A synthetic diagnostic for validation of electron gyroradius scale turbulence simulations against coherent scattering measurements

Abstract

Comparison between spectra of short-scale density fluctuations measured with coherent electromagnetic scattering experiments and those extracted from space-resolved numerical simulations is affected by a number of systematic errors. These include the locality of scattering measurements, the different domain covered (space-resolved simulations versus wavenumber resolved measurements), and the stationarity of simulated nonlinear spectra.
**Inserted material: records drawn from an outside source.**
//! Memoizing resolver over a schema source.

use relshape_core::{SchemaChange, SchemaSource};

use crate::cache::{CacheStats, Resolution, ResolutionCache, ResolutionKind};
use crate::config::ResolverConfig;
use crate::m2a::{RelationM2A, resolve_m2a_with};
use crate::m2m::{RelationM2M, resolve_m2m_with};

/// Resolves M2M and M2A fields against a [`SchemaSource`], memoizing results
/// until the source's revision changes.
///
/// # Example
///
/// ```
/// use relshape_core::{Relation, RelationMeta, SchemaStore};
/// use relshape_resolve::RelationResolver;
///
/// let mut store = SchemaStore::new();
/// store.replace_relations(vec![
///     Relation::new("articles_tags", "tag_id").related_collection("tags"),
///     Relation::new("articles_tags", "article_id")
///         .related_collection("articles")
///         .meta(RelationMeta::new().one_field("tags").junction_field("tag_id")),
/// ]).unwrap();
///
/// let mut resolver = RelationResolver::new(&store);
/// let m2m = resolver.resolve_m2m("articles", "tags").unwrap();
/// assert_eq!(m2m.related_collection_name(), Some("tags"));
/// ```
#[derive(Debug)]
pub struct RelationResolver<S> {
    source: S,
    config: ResolverConfig,
    cache: ResolutionCache,
}

impl<S: SchemaSource> RelationResolver<S> {
    /// Create a resolver with the default configuration.
    pub fn new(source: S) -> Self {
        Self::with_config(source, ResolverConfig::default())
    }

    pub fn with_config(source: S, config: ResolverConfig) -> Self {
        Self {
            cache: ResolutionCache::new(config.cache_capacity),
            source,
            config,
        }
    }

    pub fn source(&self) -> &S {
        &self.source
    }

    /// Mutable access to the source. Mutations bump its revision and a
    /// replaced store carries a different source id, so memoized results are
    /// recomputed on the next call.
    pub fn source_mut(&mut self) -> &mut S {
        &mut self.source
    }

    pub fn config(&self) -> &ResolverConfig {
        &self.config
    }

    /// Give the source back.
    pub fn into_source(self) -> S {
        self.source
    }

    /// Resolve `collection.field` as a many-to-many field.
    pub fn resolve_m2m(&mut self, collection: &str, field: &str) -> Option<RelationM2M> {
        let revision = self.source.revision();
        let source = &self.source;
        let policy = self.config.ambiguity;
        let resolution = self.cache.get_or_insert_with(
            ResolutionKind::ManyToMany,
            collection,
            field,
            revision,
            || Resolution::ManyToMany(resolve_m2m_with(source, collection, field, policy)),
        );
        match resolution {
            Resolution::ManyToMany(resolved) => resolved,
            Resolution::ManyToAny(_) => None,
        }
    }

    /// Resolve `collection.field` as a many-to-any field.
    pub fn resolve_m2a(&mut self, collection: &str, field: &str) -> Option<RelationM2A> {
        let revision = self.source.revision();
        let source = &self.source;
        let policy = self.config.ambiguity;
        let resolution = self.cache.get_or_insert_with(
            ResolutionKind::ManyToAny,
            collection,
            field,
            revision,
            || Resolution::ManyToAny(resolve_m2a_with(source, collection, field, policy)),
        );
        match resolution {
            Resolution::ManyToAny(resolved) => resolved,
            Resolution::ManyToMany(_) => None,
        }
    }

    /// React to a change notification from the source. Returns the number of
    /// evicted entries.
    pub fn on_schema_change(&mut self, change: &SchemaChange) -> usize {
        self.cache.evict_affected(change)
    }

    /// Drop every memoized resolution.
    pub fn invalidate_all(&mut self) {
        tracing::debug!(entries = self.cache.len(), "Invalidating all resolutions");
        self.cache.clear();
    }

    pub fn stats(&self) -> CacheStats {
        self.cache.stats()
    }
}
//! Many-to-any resolution.
//!
//! The owning edge of an M2A pair has no `related_collection`. Instead it
//! lists the collections a junction row may reference and names a
//! discriminator field, stored on the junction, that records which one a
//! given row points at.

use relshape_core::{Collection, Field, Relation, SchemaCatalog};
use serde::{Deserialize, Serialize};

use crate::config::AmbiguityPolicy;
use crate::matcher::{junction_parts, match_relation_pair};

/// A resolved many-to-any relationship.
#[derive(Debug, Clone, PartialEq, Serialize, Deserialize)]
pub struct RelationM2A {
    /// Collections a junction row may reference, in declared order.
    pub allowed_collections: Vec<String>,
    /// Discriminator field on the junction collection.
    pub collection_field: Option<Field>,
    pub junction_collection: Option<Collection>,
    pub junction_primary_key_field: Option<Field>,
    pub junction_fields: Vec<Field>,
    /// Junction edge: junction -> queried collection.
    pub junction: Relation,
    /// Owning (polymorphic) edge.
    pub relation: Relation,
    /// Junction field holding manual sort order. Read from the owning edge's
    /// `meta.sort_field`, falling back to the junction edge's when the owning
    /// edge has none. Never inferred from field names.
    pub sort_field: Option<String>,
}

impl RelationM2A {
    pub fn junction_collection_name(&self) -> &str {
        &self.junction.collection
    }

    /// Discriminator field name as stored on the owning edge.
    pub fn collection_field_name(&self) -> Option<&str> {
        self.relation.one_collection_field()
    }

    /// True if junction rows may reference `collection`.
    pub fn allows(&self, collection: &str) -> bool {
        self.allowed_collections.iter().any(|c| c == collection)
    }

    /// Junction field pointing at the queried collection.
    pub fn junction_field(&self) -> &str {
        &self.junction.field
    }

    /// Junction field holding the polymorphic item key.
    pub fn item_field(&self) -> &str {
        &self.relation.field
    }
}

/// Resolve `collection.field` as a many-to-any field.
pub fn resolve_m2a<S: SchemaCatalog + ?Sized>(
    source: &S,
    collection: &str,
    field: &str,
) -> Option<RelationM2A> {
    resolve_m2a_with(source, collection, field, AmbiguityPolicy::default())
}

/// Resolve `collection.field` as a many-to-any field with an explicit ambiguity policy.
#[tracing::instrument(level = "debug", skip(source))]
pub fn resolve_m2a_with<S: SchemaCatalog + ?Sized>(
    source: &S,
    collection: &str,
    field: &str,
    policy: AmbiguityPolicy,
) -> Option<RelationM2A> {
    let relations = source.relations_for_field(collection, field);
    let Some(pair) = match_relation_pair(&relations, collection, field, policy) else {
        tracing::debug!("Not a many-to-any field");
        return None;
    };

    let junction_name = pair.junction_collection();
    // The discriminator lives on the junction, not on any of the allowed collections.
    let collection_field = pair
        .relation
        .one_collection_field()
        .and_then(|name| {
            let found = source.field(junction_name, name);
            if found.is_none() {
                tracing::warn!(
                    collection = %junction_name,
                    field = %name,
                    "Discriminator field missing from catalog"
                );
            }
            found
        });

    let junction = junction_parts(source, junction_name);
    let resolved = RelationM2A {
        allowed_collections: pair
            .relation
            .one_allowed_collections()
            .map(<[String]>::to_vec)
            .unwrap_or_default(),
        collection_field,
        junction_collection: junction.collection,
        junction_primary_key_field: junction.primary_key_field,
        junction_fields: junction.fields,
        junction: pair.junction.clone(),
        relation: pair.relation.clone(),
        sort_field: pair.sort_field(),
    };

    tracing::debug!(
        junction = %resolved.junction_collection_name(),
        allowed = resolved.allowed_collections.len(),
        "Resolved many-to-any"
    );
    Some(resolved)
}
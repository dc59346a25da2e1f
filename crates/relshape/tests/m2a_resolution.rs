use relshape::prelude::*;

const PAGES_BLOCKS: &str = include_str!("fixtures/pages_blocks.json");

fn store() -> SchemaStore {
    load_store(PAGES_BLOCKS).expect("load pages/blocks fixture")
}

#[test]
fn test_resolves_builder_blocks() {
    let store = store();
    let m2a = resolve_m2a(&store, "pages", "blocks").expect("pages.blocks is m2a");

    assert_eq!(
        m2a.allowed_collections,
        ["block_hero", "block_text", "block_gallery"]
    );
    assert_eq!(m2a.junction_collection_name(), "pages_blocks");
    assert_eq!(m2a.junction.field, "pages_id");
    assert_eq!(m2a.relation.field, "item");
    assert_eq!(m2a.sort_field.as_deref(), Some("sort"));

    let discriminator = m2a.collection_field.as_ref().unwrap();
    assert_eq!(discriminator.field, "collection");
    // block_hero also has a `collection` field; the junction's must win.
    assert_eq!(discriminator.collection, "pages_blocks");

    assert_eq!(m2a.junction_primary_key_field.as_ref().unwrap().field, "id");
    let names: Vec<&str> = m2a.junction_fields.iter().map(|f| f.field.as_str()).collect();
    assert_eq!(names, ["id", "pages_id", "item", "collection", "sort"]);
}

#[test]
fn test_fixture_collections_are_tables() {
    let store = store();
    assert!(store.collections().iter().all(|c| !c.is_folder()));
    let junction = store.collection("pages_blocks").unwrap();
    assert!(junction.is_hidden());
}

#[test]
fn test_allowed_collections_are_not_validated() {
    let store = store();
    assert!(store.collection("block_gallery").is_some());
    // Drop block_gallery from the catalog; it stays allowed.
    let mut snapshot = store.snapshot();
    snapshot.collections.retain(|c| c.collection != "block_gallery");
    let store = SchemaStore::from_snapshot(snapshot).unwrap();

    let m2a = resolve_m2a(&store, "pages", "blocks").unwrap();
    assert!(m2a.allows("block_gallery"));
}

#[test]
fn test_m2m_view_of_m2a_pair_has_no_related_collection() {
    let store = store();
    let m2m = resolve_m2m(&store, "pages", "blocks").unwrap();
    assert!(m2m.related_collection.is_none());
    assert!(m2m.related_primary_key_field.is_none());
    assert_eq!(m2m.related_collection_name(), None);
    assert_eq!(m2m.junction_collection_name(), "pages_blocks");
}

#[test]
fn test_polymorphic_edge_role() {
    let store = store();
    let item = store
        .relations()
        .iter()
        .find(|r| r.field == "item")
        .unwrap();
    match item.role() {
        EdgeRole::Polymorphic {
            allowed_collections,
            collection_field,
        } => {
            assert_eq!(allowed_collections.len(), 3);
            assert_eq!(collection_field, Some("collection"));
        }
        other => panic!("expected polymorphic edge, got {other:?}"),
    }
}

#[test]
fn test_junction_without_owning_edge_is_none() {
    let mut store = store();
    store.remove_relation("pages_blocks", "item").unwrap();
    assert!(resolve_m2a(&store, "pages", "blocks").is_none());
    assert!(resolve_m2m(&store, "pages", "blocks").is_none());
}

#[test]
fn test_descriptor_serializes() {
    let store = store();
    let m2a = resolve_m2a(&store, "pages", "blocks").unwrap();
    let json = serde_json::to_value(&m2a).unwrap();
    assert_eq!(json["allowed_collections"][1], "block_text");
    assert_eq!(json["collection_field"]["field"], "collection");
    assert_eq!(json["junction"]["meta"]["one_field"], "blocks");
}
To bridge the gap between theory-simulations and experiments, a synthetic diagnostic for high-k scattering measurements has been developed. This synthetic scattering predicts the propagation of the beam in an anisotropic, inhomogeneous plasma and accounts for the spatial variation of the instrumental transfer function. The latter, in particular, is proven to provide an important calibration factor not only for the simulated spectra, but also for the measured ones, allowing the use of the synthetic diagnostic in predictive mode. Results from a case study for National Spherical Torus Experiment plasmas using high-k tangential scattering system [Smith et al., Rev. Sci. Instrum. 75, 3840 (2004)] and the gyrokinetic tokamak simulation code [Wang et al., Phys. Plasmas 13, 092505 (2006)] are presented.